“Dicen que en la ciudad de los sueños no hay ningún lugar para descansar de verdad. Donde todo es luz, diversión y cálidos besos. Pan, uvas y miel, dulces de azúcar y yemas, leche de almendras y zumo de melocotón.”
En una calleja, cerca del rio, alzaba inquieta la mirada, tras el cristal rajado de un tragaluz a la altura del suelo, la pequeña Yam, buscando el rayo de sol que desapareció hace años cuando construyeron los edificios de enfrente.

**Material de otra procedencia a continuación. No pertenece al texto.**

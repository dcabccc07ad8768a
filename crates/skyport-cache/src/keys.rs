use sha2::{Digest, Sha256};

/// Key of a single cached response (spec §4.C, §4.H).
pub fn cache_entry_key(deployment_key_hash: &str, url: &str) -> String {
    format!("cache:{deployment_key_hash}:{}", hex::encode(Sha256::digest(url.as_bytes())))
}

/// Side-set tracking every cache-entry key stored under a deployment's
/// hash, so `invalidate` can purge them all without a `KEYS` scan.
pub fn cache_keys_set(deployment_key_hash: &str) -> String {
    format!("cachekeys:{deployment_key_hash}")
}

/// Hash holding the four rolling counters for one `(deployment, label)` pair.
pub fn metrics_key(deployment_key: &str, label: &str) -> String {
    format!("metrics:{deployment_key}:{label}")
}

/// The label a given client currently has installed, per deployment.
pub fn active_label_key(deployment_key: &str, client_unique_id: &str) -> String {
    format!("activelabel:{deployment_key}:{client_unique_id}")
}

#[cfg(test)]
mod tests {
    use super::*;

    #[test]
    fn cache_entry_key_is_stable_for_the_same_url() {
        assert_eq!(
            cache_entry_key("abc", "https://example.com/updateCheck"),
            cache_entry_key("abc", "https://example.com/updateCheck")
        );
    }

    #[test]
    fn cache_entry_key_differs_by_url() {
        assert_ne!(
            cache_entry_key("abc", "https://example.com/a"),
            cache_entry_key("abc", "https://example.com/b")
        );
    }
}
use serde::{Deserialize, Serialize};
use uuid::Uuid;

macro_rules! uuid_id {
    ($name:ident) => {
        #[derive(Debug, Clone, Copy, PartialEq, Eq, Hash, Serialize, Deserialize)]
        #[serde(transparent)]
        pub struct $name(pub Uuid);

        impl $name {
            pub fn new() -> Self {
                Self(Uuid::new_v4())
            }
        }

        impl Default for $name {
            fn default() -> Self {
                Self::new()
            }
        }

        impl std::fmt::Display for $name {
            fn fmt(&self, f: &mut std::fmt::Formatter<'_>) -> std::fmt::Result {
                write!(f, "{}", self.0)
            }
        }

        impl From<Uuid> for $name {
            fn from(id: Uuid) -> Self {
                Self(id)
            }
        }
    };
}

uuid_id!(AccountId);
uuid_id!(AppId);
uuid_id!(DeploymentId);
uuid_id!(PackageId);
//! The metadata store gateway (spec §4.A): the source of truth for apps,
//! deployments, and package history. Every mutation that can race another
//! mutation on the same deployment goes through [`MetadataStore::commit_package`],
//! which serialises label assignment per-deployment (spec §5).

pub mod connection;
pub mod error;
pub mod fake_store;
pub mod migrations;
pub mod postgres_store;
pub mod store;

pub use connection::DatabaseConnection;
pub use error::map_sqlx_error;
pub use fake_store::FakeMetadataStore;
pub use migrations::MigrationManager;
pub use postgres_store::PostgresMetadataStore;
pub use store::{MetadataStore, PackagePatch};
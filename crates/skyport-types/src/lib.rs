//! Shared domain types for the skyport OTA delivery service.
//!
//! This crate holds data-only types and the closed error enum used across
//! every other `skyport-*` crate. Nothing here performs I/O.

pub mod app;
pub mod deployment;
pub mod email;
pub mod error;
pub mod history;
pub mod ids;
pub mod label;
pub mod metric_kind;
pub mod package;
pub mod update_check;
pub mod version_spec;

pub use app::{App, Collaborator, Permission};
pub use deployment::{Deployment, DeploymentKey};
pub use email::Email;
pub use error::StoreError;
pub use history::PackageHistory;
pub use ids::{AccountId, AppId, DeploymentId, PackageId};
pub use label::Label;
pub use metric_kind::{LabelMetrics, MetricKind};
pub use package::{DiffEntry, Package, ReleaseMethod};
pub use update_check::{UpdateCheckRequest, UpdateCheckCacheResponse, UpdateInfo};
pub use version_spec::AppVersionSpec;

«Ya estará borracho otra vez» —pensó, bajando la cabeza y apoyándola en la cicatriz de su barbilla —«O en el peor de los casos, se habrá ido con otra de esas mujeres del barrio de las camas».
La humedad comenzaba a saturar el ambiente dejando ver las primeras brumas que anticipaban el ocaso. Las vaporosas nubes que serpenteaban por el antiguo canal del río eran la única manera de saber que estaba cayendo la noche en aquel oscuro recodo de la metrópolis entre altos edificios acabados en punta que se habían puesto de acuerdo para generar la más tenebrosa de las oscuridades.
En uno de los profundos callejones donde aún se atrevían a sobrevivir algunos de los habitantes más incómodos de la urbe, se encontraba la pequeña Yam con su medio-hermano Jacob esperando impaciente la llegada de su padre.
—Me dijo que esta noche volvería —dijo Yam —. Ya sé que no le gusta estar con nosotros, aquí no hay más que miseria y a él le gustan los sitios donde hay calor y vino.
En una de las esquinas de la habitación, cerca de un fogón que llevaba apagado varios días había un lecho donde se acurrucó tapándose con una vieja manta.
Mientras dormía soñó que era una mariposa azul que se alimentaba de los pechos de una rosa y jugaba con el largo pelo de su madre que la miraba sonriente.
Ahora todo estaba iluminado, cuando la luz del día bañaba la ciudad no tenía un aspecto tan aterrador como alumbrado por los candiles colgantes de hierro de las paredes del callejón. Hasta los pájaros tallados en los mástiles de los barcos que bajaban el río tenían una belleza más grata a los ojos de la mariposa que revoloteaba alrededor de la popa de uno de los paquebotes amarrados delante de su casa. La niebla comenzó a abrirse delante de ella, la claridad la deslumbraba, el calor no la dejaba volar y se precipitó hacia el suelo como una hoja en otoño.
—Despierta Yam —la voz de Jacob sonaba lejana.
—Despierta hija —dijo su padre—.Siento haber llegado tan tarde, pero con la niebla no podía correr mucho por la autopista. Te he traído lo que me pediste. Feliz Navidad.
De uno de sus bolsillos sacó un muñeco vestido con una capa dorada y bordada con cientos de mariposas azules.